Mein Gott! mein Gott! Wenn du dein Volk liebst, dem du den Sieg gabst in so vielen Schlachten: Erniedrige es nicht! Wenn das Schicksal mit blutigen Lettern das Wort Vernichtung an seine Stirn geschrieben hat, sey es vernichtet: aber, Herr Gott! Erniedrige es nicht! –
O Erde, Erde so lieb! Du sogst deiner Söhne Blut so viel ein, daß für dich kein Erbarmen mehr ist. Du zogst mit deinem Fette den Landesverräther groß, und deshalb ist das Glück von dir gewichen! – Erde – du stürzest unter meinen Füßen. Nation – allertreueste Du! – du fielst von eigener Hand! Nicht die Waffen der heranstürmenden Feindesheere, nicht die von 14 Völkern gegen dich gerichteten Geschütze besiegten dich; nein! verrathen und verkauft wurdest du, mein Heimathland; es war dein Todesurtheil schon vorher gesprochen von Dem – o hatte ich doch lieber an Gottes Daseyn gezweifelt, als ihm vertraut! – der geschworen hatte, dich zu vertheidigen bis zum letzten Hauche seiner Seele. Er ward zum Landesverräther, – werthloses Erz war ihm theurer, als Gott und Vaterland! Dein Fluch verfolge ihn! Fluche, mein Volk, der Brust, die nicht versiegte, als sie ihm zum ersten Male Lebenskraft gereicht. –
Sterbe nun hin, mein Volk; aber sterbe, wie die Lilie stirbt, die im folgenden Lenze neue Blüthenstengel treibt! Dein Winter ist hereingebrochen – bete das Vaterunser des Todes; aber bete es hoffend! Der Winter geht vorüber und die Lilie blüht wieder!

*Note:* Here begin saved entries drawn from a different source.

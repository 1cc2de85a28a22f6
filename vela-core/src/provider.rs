//! Provider - The seam to whatever actually provisions resources
//!
//! The interpreter asks a provider to create, update or delete one resource
//! at a time. A provider answers with the state the resource is left in,
//! including the identifier it was issued.

use std::future::Future;
use std::pin::Pin;

use thiserror::Error;

use crate::resource::{Resource, ResourceId, State};

#[derive(Debug, Error)]
pub enum ProviderError {
    #[error("{0} already exists")]
    AlreadyExists(ResourceId),

    #[error("{id}: {identifier} does not exist")]
    NotFound { id: ResourceId, identifier: String },

    #[error("{id}: attribute '{attribute}' references a resource that has not been created")]
    UnresolvedReference { id: ResourceId, attribute: String },

    #[error("provider unavailable: {0}")]
    Unavailable(String),
}

pub type ProviderResult<T> = Result<T, ProviderError>;

pub type BoxFuture<'a, T> = Pin<Box<dyn Future<Output = T> + Send + 'a>>;

pub trait Provider: Send + Sync {
    /// Recorded in state next to every resource this provider manages
    fn name(&self) -> &'static str;

    /// Create `resource`, whose references are already resolved
    ///
    /// The returned state carries the issued identifier both as
    /// `State::identifier` and as the `id` attribute.
    fn create(&self, resource: &Resource) -> BoxFuture<'_, ProviderResult<State>>;

    /// Bring the resource recorded as `from` to the declaration `to`
    fn update(
        &self,
        identifier: &str,
        from: &State,
        to: &Resource,
    ) -> BoxFuture<'_, ProviderResult<State>>;

    fn delete(&self, id: &ResourceId, identifier: &str) -> BoxFuture<'_, ProviderResult<()>>;
}
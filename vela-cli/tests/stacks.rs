use std::path::Path;
use std::process::{Command, Output};

const NETWORKING: &str = r#"
name = "networking"
region = "eu-west-2"
availability_zones = ["eu-west-2a", "eu-west-2b", "eu-west-2c"]

[tags]
AutoOff = "False"

[[networks]]
name = "educate-app"
cidr_block = "172.255.0.0/16"
az_count = 3

[[networks]]
name = "educate-db"
cidr_block = "172.254.0.0/16"
rds_network = true

[[peerings]]
source = "educate-app"
destination = "educate-db"
"#;

const DATABASES: &str = r#"
name = "databases"
region = "eu-west-2"
availability_zones = ["eu-west-2a", "eu-west-2b"]

[[databases]]
instance_name = "educate-sql-db"
prevent_delete = false
take_final_snapshot = false
allowed_cidrs = ["172.255.0.0/16"]
vpc_id = { stack = "networking", output = "educate-db.vpc_id" }
subnet_group_name = { stack = "networking", output = "educate-db.db_subnet_group_name" }
"#;

const APPLICATIONS: &str = r#"
name = "applications"
region = "eu-west-2"
availability_zones = ["eu-west-2a", "eu-west-2b", "eu-west-2c"]

[[databases]]
instance_name = "educate-ds"
cluster = true
engine = "aurora-mysql"
engine_version = "5.7.mysql_aurora.2.07.2"
instance_class = "db.t3.medium"
prevent_delete = false
take_final_snapshot = false
vpc_id = { stack = "networking", output = "educate-db.vpc_id" }
subnet_group_name = { stack = "networking", output = "educate-db.db_subnet_group_name" }

[[applications]]
name = "educate"
prevent_delete = false
certificate_arn = "arn:aws:acm:eu-west-2:000000000000:certificate/964f24fa-cc5b-45be-a741-1e468f4b259b"
vpc_id = { stack = "networking", output = "educate-app.vpc_id" }
public_subnet_ids = { stack = "networking", output = "educate-app.public_subnet_ids" }
private_subnet_ids = { stack = "networking", output = "educate-app.private_subnet_ids" }
"#;

fn vela(dir: &Path, args: &[&str]) -> Output {
    Command::new(env!("CARGO_BIN_EXE_vela"))
        .args(args)
        .current_dir(dir)
        .env("NO_COLOR", "1")
        .output()
        .expect("failed to run vela")
}

fn stdout(output: &Output) -> String {
    String::from_utf8_lossy(&output.stdout).into_owned()
}

fn stderr(output: &Output) -> String {
    String::from_utf8_lossy(&output.stderr).into_owned()
}

fn assert_ok(output: &Output) {
    assert!(
        output.status.success(),
        "stdout:\n{}\nstderr:\n{}",
        stdout(output),
        stderr(output)
    );
}

fn read_state(dir: &Path, stack: &str) -> serde_json::Value {
    let content =
        std::fs::read_to_string(dir.join(".vela").join(format!("{}.state.json", stack))).unwrap();
    serde_json::from_str(&content).unwrap()
}

#[test]
fn networking_then_databases_round_trip() {
    let dir = tempfile::tempdir().unwrap();
    std::fs::write(dir.path().join("networking.toml"), NETWORKING).unwrap();
    std::fs::write(dir.path().join("databases.toml"), DATABASES).unwrap();

    let output = vela(dir.path(), &["validate", "networking.toml"]);
    assert_ok(&output);
    assert!(stdout(&output).contains("Configuration is valid."));

    // Databases cannot be planned before the network they live in exists
    let output = vela(dir.path(), &["plan", "databases.toml"]);
    assert!(!output.status.success());
    assert!(stderr(&output).contains("networking"));

    let output = vela(dir.path(), &["apply", "networking.toml"]);
    assert_ok(&output);
    assert!(stdout(&output).contains("Apply complete!"));
    assert!(!dir.path().join(".vela").join("networking.lock").exists());

    let state = read_state(dir.path(), "networking");
    let vpc_id = state["outputs"]["educate-db.vpc_id"].as_str().unwrap();
    assert!(vpc_id.starts_with("vpc-"));
    assert_eq!(
        state["outputs"]["educate-db.db_subnet_group_name"],
        "educate-db-db-subnet-group"
    );
    let subnets = state["outputs"]["educate-app.public_subnet_ids"]
        .as_array()
        .unwrap();
    assert_eq!(subnets.len(), 3);

    let output = vela(dir.path(), &["plan", "networking.toml"]);
    assert_ok(&output);
    assert!(stdout(&output).contains("No changes"));

    let output = vela(dir.path(), &["output", "educate-db.vpc_id", "-f", "networking.toml"]);
    assert_ok(&output);
    assert_eq!(stdout(&output).trim(), format!("\"{}\"", vpc_id));

    let output = vela(dir.path(), &["apply", "databases.toml"]);
    assert_ok(&output);

    let state = read_state(dir.path(), "databases");
    let sg = state["resources"]
        .as_array()
        .unwrap()
        .iter()
        .find(|r| r["resource_type"] == "security_group")
        .unwrap();
    assert_eq!(sg["attributes"]["vpc_id"], vpc_id);
    assert!(
        state["outputs"]["educate-sql-db.endpoint"]
            .as_str()
            .unwrap()
            .starts_with("educate-sql-db")
    );

    let output = vela(dir.path(), &["plan", "databases.toml"]);
    assert_ok(&output);
    assert!(stdout(&output).contains("No changes"));

    for stack in ["databases.toml", "networking.toml"] {
        let output = vela(dir.path(), &["destroy", stack, "--auto-approve"]);
        assert_ok(&output);
        assert!(stdout(&output).contains("Destroy complete!"));
    }

    let state = read_state(dir.path(), "networking");
    assert!(state["resources"].as_array().unwrap().is_empty());
    assert!(state["outputs"].as_object().unwrap().is_empty());
    assert_eq!(state["serial"], 2);

    let output = vela(dir.path(), &["destroy", "networking.toml", "--auto-approve"]);
    assert_ok(&output);
    assert!(stdout(&output).contains("No resources to destroy."));
}

fn resource<'a>(state: &'a serde_json::Value, resource_type: &str, name: &str) -> &'a serde_json::Value {
    state["resources"]
        .as_array()
        .unwrap()
        .iter()
        .find(|r| r["resource_type"] == resource_type && r["name"] == name)
        .unwrap_or_else(|| panic!("{}.{} not recorded", resource_type, name))
}

#[test]
fn application_and_cluster_are_placed_into_networking() {
    let dir = tempfile::tempdir().unwrap();
    std::fs::write(dir.path().join("networking.toml"), NETWORKING).unwrap();
    std::fs::write(dir.path().join("applications.toml"), APPLICATIONS).unwrap();

    assert_ok(&vela(dir.path(), &["apply", "networking.toml"]));
    let networking = read_state(dir.path(), "networking");
    let private_subnets = networking["outputs"]["educate-app.private_subnet_ids"]
        .as_array()
        .unwrap();

    let output = vela(dir.path(), &["apply", "applications.toml"]);
    assert_ok(&output);

    let state = read_state(dir.path(), "applications");
    let instance = resource(&state, "instance", "educate-instance");
    assert_eq!(instance["attributes"]["subnet_id"], private_subnets[0]);
    assert_eq!(instance["attributes"]["root_block_device"]["encrypted"], true);
    assert!(
        instance["attributes"]["iam_instance_profile"]
            .as_str()
            .unwrap()
            .starts_with("educate-profile")
    );

    let alb = resource(&state, "load_balancer", "educate-alb");
    assert_eq!(alb["attributes"]["subnets"], networking["outputs"]["educate-app.public_subnet_ids"]);
    let https = resource(&state, "listener", "educate-https-listener");
    assert_eq!(
        https["attributes"]["load_balancer_arn"],
        alb["attributes"]["arn"]
    );

    let writer = resource(&state, "rds_cluster_instance", "educate-ds-aurora-mysql-instance-0");
    assert_eq!(writer["attributes"]["cluster_identifier"], "educate-ds");
    assert!(
        state["outputs"]["educate-ds.endpoint"]
            .as_str()
            .unwrap()
            .starts_with("educate-ds.cluster-local.")
    );
    assert!(
        state["outputs"]["educate.load_balancer_dns_name"]
            .as_str()
            .unwrap()
            .ends_with(".eu-west-2.elb.amazonaws.com")
    );

    let output = vela(dir.path(), &["plan", "applications.toml"]);
    assert_ok(&output);
    assert!(stdout(&output).contains("No changes"));

    let output = vela(dir.path(), &["destroy", "applications.toml", "--auto-approve"]);
    assert_ok(&output);
    assert!(stdout(&output).contains("Destroy complete!"));
}

#[test]
fn held_lock_blocks_apply_until_forced_open() {
    let dir = tempfile::tempdir().unwrap();
    std::fs::write(dir.path().join("stack.toml"), NETWORKING).unwrap();
    std::fs::create_dir_all(dir.path().join(".vela")).unwrap();
    std::fs::write(
        dir.path().join(".vela").join("networking.lock"),
        r#"{
  "id": "stale-lock",
  "operation": "apply",
  "who": "ci@runner",
  "created": "2099-01-01T00:00:00Z",
  "expires": "2099-01-01T00:15:00Z"
}"#,
    )
    .unwrap();

    let output = vela(dir.path(), &["apply"]);
    assert!(!output.status.success());
    assert!(stderr(&output).contains("ci@runner"));

    let output = vela(dir.path(), &["force-unlock", "stale-lock"]);
    assert_ok(&output);

    let output = vela(dir.path(), &["apply"]);
    assert_ok(&output);
}

#[test]
fn invalid_topology_is_reported() {
    let dir = tempfile::tempdir().unwrap();
    std::fs::write(
        dir.path().join("stack.toml"),
        r#"
name = "networking"
region = "eu-west-2"
availability_zones = ["eu-west-2a"]

[[networks]]
name = "educate-app"
cidr_block = "172.255.0.0/16"
az_count = 2
"#,
    )
    .unwrap();

    let output = vela(dir.path(), &["validate"]);
    assert!(!output.status.success());
    assert!(stderr(&output).contains("Error:"));
    assert!(!dir.path().join(".vela").exists());
}
pub mod auth;
pub mod dashboard;
pub mod registrations;
pub mod treasury;
pub mod users;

Ich gehe von dir. Ich führe mit mir die Kleinodien, die du so treu bewahrt hast seit Jahrhunderten, und die du setztest auf Häupter, die eingriffen in Gottes Rechte: denn Gott sagt: Ich habe die Menschen zur Freiheit geschaffen.

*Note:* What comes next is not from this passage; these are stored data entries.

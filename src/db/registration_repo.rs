// src/db/registration_repo.rs

use rust_decimal::Decimal;
use sqlx::{PgPool, Postgres, QueryBuilder};
use uuid::Uuid;

use crate::{
    common::error::AppError,
    models::registration::{CreateRegistrationPayload, ListRegistrationsParams, Registration},
};

// O repositório de inscrições, responsável por todas as interações
// com a tabela 'registrations'
#[derive(Clone)]
pub struct RegistrationRepository {
    pool: PgPool,
}

impl RegistrationRepository {
    pub fn new(pool: PgPool) -> Self {
        Self { pool }
    }

    pub async fn find_by_id(&self, id: Uuid) -> Result<Option<Registration>, AppError> {
        let maybe_registration =
            sqlx::query_as::<_, Registration>("SELECT * FROM registrations WHERE id = $1")
                .bind(id)
                .fetch_optional(&self.pool)
                .await?;
        Ok(maybe_registration)
    }

    // Conjunto completo, para as reduções de estatísticas
    pub async fn find_all(&self) -> Result<Vec<Registration>, AppError> {
        let registrations = sqlx::query_as::<_, Registration>(
            "SELECT * FROM registrations ORDER BY created_at DESC, id DESC",
        )
        .fetch_all(&self.pool)
        .await?;
        Ok(registrations)
    }

    /// Listagem filtrada e paginada. Retorna a página e o total
    /// (para o cálculo de páginas no chamador).
    pub async fn list(
        &self,
        params: &ListRegistrationsParams,
    ) -> Result<(Vec<Registration>, i64), AppError> {
        let mut count_query = QueryBuilder::new("SELECT COUNT(*) FROM registrations");
        push_filters(&mut count_query, params);
        let total: i64 = count_query
            .build_query_scalar()
            .fetch_one(&self.pool)
            .await?;

        let mut query = QueryBuilder::new("SELECT * FROM registrations");
        push_filters(&mut query, params);
        // Mais recentes primeiro; desempate determinístico por id
        query.push(" ORDER BY created_at DESC, id DESC");
        query.push(" LIMIT ");
        query.push_bind(params.limit());
        query.push(" OFFSET ");
        query.push_bind(params.offset());

        let registrations = query
            .build_query_as::<Registration>()
            .fetch_all(&self.pool)
            .await?;

        Ok((registrations, total))
    }

    pub async fn insert(
        &self,
        payload: &CreateRegistrationPayload,
        total_fee: Decimal,
    ) -> Result<Registration, AppError> {
        let registration = sqlx::query_as::<_, Registration>(
            r#"
            INSERT INTO registrations (
                applicant_type, company_name, first_name, last_name,
                birth_date, birth_place,
                address, postal_code, city, phone, email,
                product_type, stand_length, stand_depth, stand_type,
                electricity_needed, electricity_type, electricity_watts, water,
                product_category, artisanal_type, demonstration, remarks,
                insurance_doc, stand_photos, product_list,
                total_fee
            )
            VALUES (
                $1, $2, $3, $4, $5, $6, $7, $8, $9, $10, $11, $12, $13, $14,
                $15, $16, $17, $18, $19, $20, $21, $22, $23, $24, $25, $26, $27
            )
            RETURNING *
            "#,
        )
        .bind(payload.applicant_type)
        .bind(&payload.company_name)
        .bind(&payload.first_name)
        .bind(&payload.last_name)
        .bind(payload.birth_date)
        .bind(&payload.birth_place)
        .bind(&payload.address)
        .bind(&payload.postal_code)
        .bind(&payload.city)
        .bind(&payload.phone)
        .bind(&payload.email)
        .bind(&payload.product_type)
        .bind(payload.stand_length)
        .bind(payload.stand_depth)
        .bind(payload.stand_type)
        .bind(payload.electricity_needed)
        .bind(payload.electricity_type)
        .bind(payload.electricity_watts)
        .bind(payload.water)
        .bind(payload.product_category)
        .bind(&payload.artisanal_type)
        .bind(payload.demonstration)
        .bind(&payload.remarks)
        .bind(&payload.insurance_doc)
        .bind(&payload.stand_photos)
        .bind(&payload.product_list)
        .bind(total_fee)
        .fetch_one(&self.pool)
        .await?;

        Ok(registration)
    }

    /// Persiste o registro mesclado em um único UPDATE.
    pub async fn update(&self, registration: &Registration) -> Result<Registration, AppError> {
        let updated = sqlx::query_as::<_, Registration>(
            r#"
            UPDATE registrations SET
                applicant_type = $2, company_name = $3, first_name = $4,
                last_name = $5, birth_date = $6, birth_place = $7,
                address = $8, postal_code = $9, city = $10, phone = $11,
                email = $12, product_type = $13, stand_length = $14,
                stand_depth = $15, stand_type = $16,
                electricity_needed = $17, electricity_type = $18,
                electricity_watts = $19, water = $20,
                product_category = $21, artisanal_type = $22,
                demonstration = $23, remarks = $24,
                insurance_doc = $25, stand_photos = $26, product_list = $27,
                status = $28, stand_number = $29, total_fee = $30,
                payment_date = $31, payment_method = $32,
                payment_reference = $33,
                updated_at = now()
            WHERE id = $1
            RETURNING *
            "#,
        )
        .bind(registration.id)
        .bind(registration.applicant_type)
        .bind(&registration.company_name)
        .bind(&registration.first_name)
        .bind(&registration.last_name)
        .bind(registration.birth_date)
        .bind(&registration.birth_place)
        .bind(&registration.address)
        .bind(&registration.postal_code)
        .bind(&registration.city)
        .bind(&registration.phone)
        .bind(&registration.email)
        .bind(&registration.product_type)
        .bind(registration.stand_length)
        .bind(registration.stand_depth)
        .bind(registration.stand_type)
        .bind(registration.electricity_needed)
        .bind(registration.electricity_type)
        .bind(registration.electricity_watts)
        .bind(registration.water)
        .bind(registration.product_category)
        .bind(&registration.artisanal_type)
        .bind(registration.demonstration)
        .bind(&registration.remarks)
        .bind(&registration.insurance_doc)
        .bind(&registration.stand_photos)
        .bind(&registration.product_list)
        .bind(registration.status)
        .bind(&registration.stand_number)
        .bind(registration.total_fee)
        .bind(registration.payment_date)
        .bind(registration.payment_method)
        .bind(&registration.payment_reference)
        .fetch_optional(&self.pool)
        .await?;

        updated.ok_or(AppError::RegistrationNotFound)
    }

    pub async fn delete_by_id(&self, id: Uuid) -> Result<u64, AppError> {
        let result = sqlx::query("DELETE FROM registrations WHERE id = $1")
            .bind(id)
            .execute(&self.pool)
            .await?;
        Ok(result.rows_affected())
    }
}

// Traduz os filtros de listagem para a cláusula WHERE.
// Usada tanto na consulta de contagem quanto na de página.
fn push_filters<'args>(
    qb: &mut QueryBuilder<'args, Postgres>,
    params: &'args ListRegistrationsParams,
) {
    let mut has_where = false;

    if let Some(status) = params.status() {
        qb.push(" WHERE status = ");
        qb.push_bind(status);
        has_where = true;
    }

    if let Some(search) = params.search() {
        let pattern = format!("%{}%", search);
        qb.push(if has_where { " AND (" } else { " WHERE (" });
        qb.push("first_name ILIKE ");
        qb.push_bind(pattern.clone());
        qb.push(" OR last_name ILIKE ");
        qb.push_bind(pattern.clone());
        qb.push(" OR email ILIKE ");
        qb.push_bind(pattern.clone());
        qb.push(" OR company_name ILIKE ");
        qb.push_bind(pattern);
        qb.push(")");
    }
}

#[cfg(test)]
mod tests {
    use super::*;
    use crate::models::registration::StatusFilter;

    #[test]
    fn no_filters_yields_bare_query() {
        let params = ListRegistrationsParams::default();
        let mut qb = QueryBuilder::<Postgres>::new("SELECT * FROM registrations");
        push_filters(&mut qb, &params);
        assert_eq!(qb.sql(), "SELECT * FROM registrations");
    }

    #[test]
    fn status_filter_becomes_equality() {
        let params = ListRegistrationsParams {
            status: Some(StatusFilter::Approved),
            ..Default::default()
        };
        let mut qb = QueryBuilder::<Postgres>::new("SELECT * FROM registrations");
        push_filters(&mut qb, &params);
        assert_eq!(qb.sql(), "SELECT * FROM registrations WHERE status = $1");
    }

    #[test]
    fn search_spans_the_four_identity_fields() {
        let params = ListRegistrationsParams {
            search: Some("alice".into()),
            ..Default::default()
        };
        let mut qb = QueryBuilder::<Postgres>::new("SELECT * FROM registrations");
        push_filters(&mut qb, &params);
        assert_eq!(
            qb.sql(),
            "SELECT * FROM registrations WHERE (first_name ILIKE $1 \
             OR last_name ILIKE $2 OR email ILIKE $3 OR company_name ILIKE $4)"
        );
    }

    #[test]
    fn status_and_search_are_combined_with_and() {
        let params = ListRegistrationsParams {
            status: Some(StatusFilter::Pending),
            search: Some("dupont".into()),
            ..Default::default()
        };
        let mut qb = QueryBuilder::<Postgres>::new("SELECT COUNT(*) FROM registrations");
        push_filters(&mut qb, &params);
        assert_eq!(
            qb.sql(),
            "SELECT COUNT(*) FROM registrations WHERE status = $1 AND (first_name ILIKE $2 \
             OR last_name ILIKE $3 OR email ILIKE $4 OR company_name ILIKE $5)"
        );
    }

    #[test]
    fn status_all_adds_no_clause() {
        let params = ListRegistrationsParams {
            status: Some(StatusFilter::All),
            ..Default::default()
        };
        let mut qb = QueryBuilder::<Postgres>::new("SELECT * FROM registrations");
        push_filters(&mut qb, &params);
        assert_eq!(qb.sql(), "SELECT * FROM registrations");
    }
}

Aber der langmüthige Gott weiß, was er thut. Verzage nicht! Sey treu in dem Glauben an Gott und an seinen Freiheitsengel.
Magyaren, seyd stolz! Um die „Rebellen“ zu beschwichtigen, mußten die Löwen Europa’s sich erheben.
Volk der Magyaren! Gottes, der da herrschet über alle Völker, Segen über dich! – Mein Volk! Glaube! Hoffe!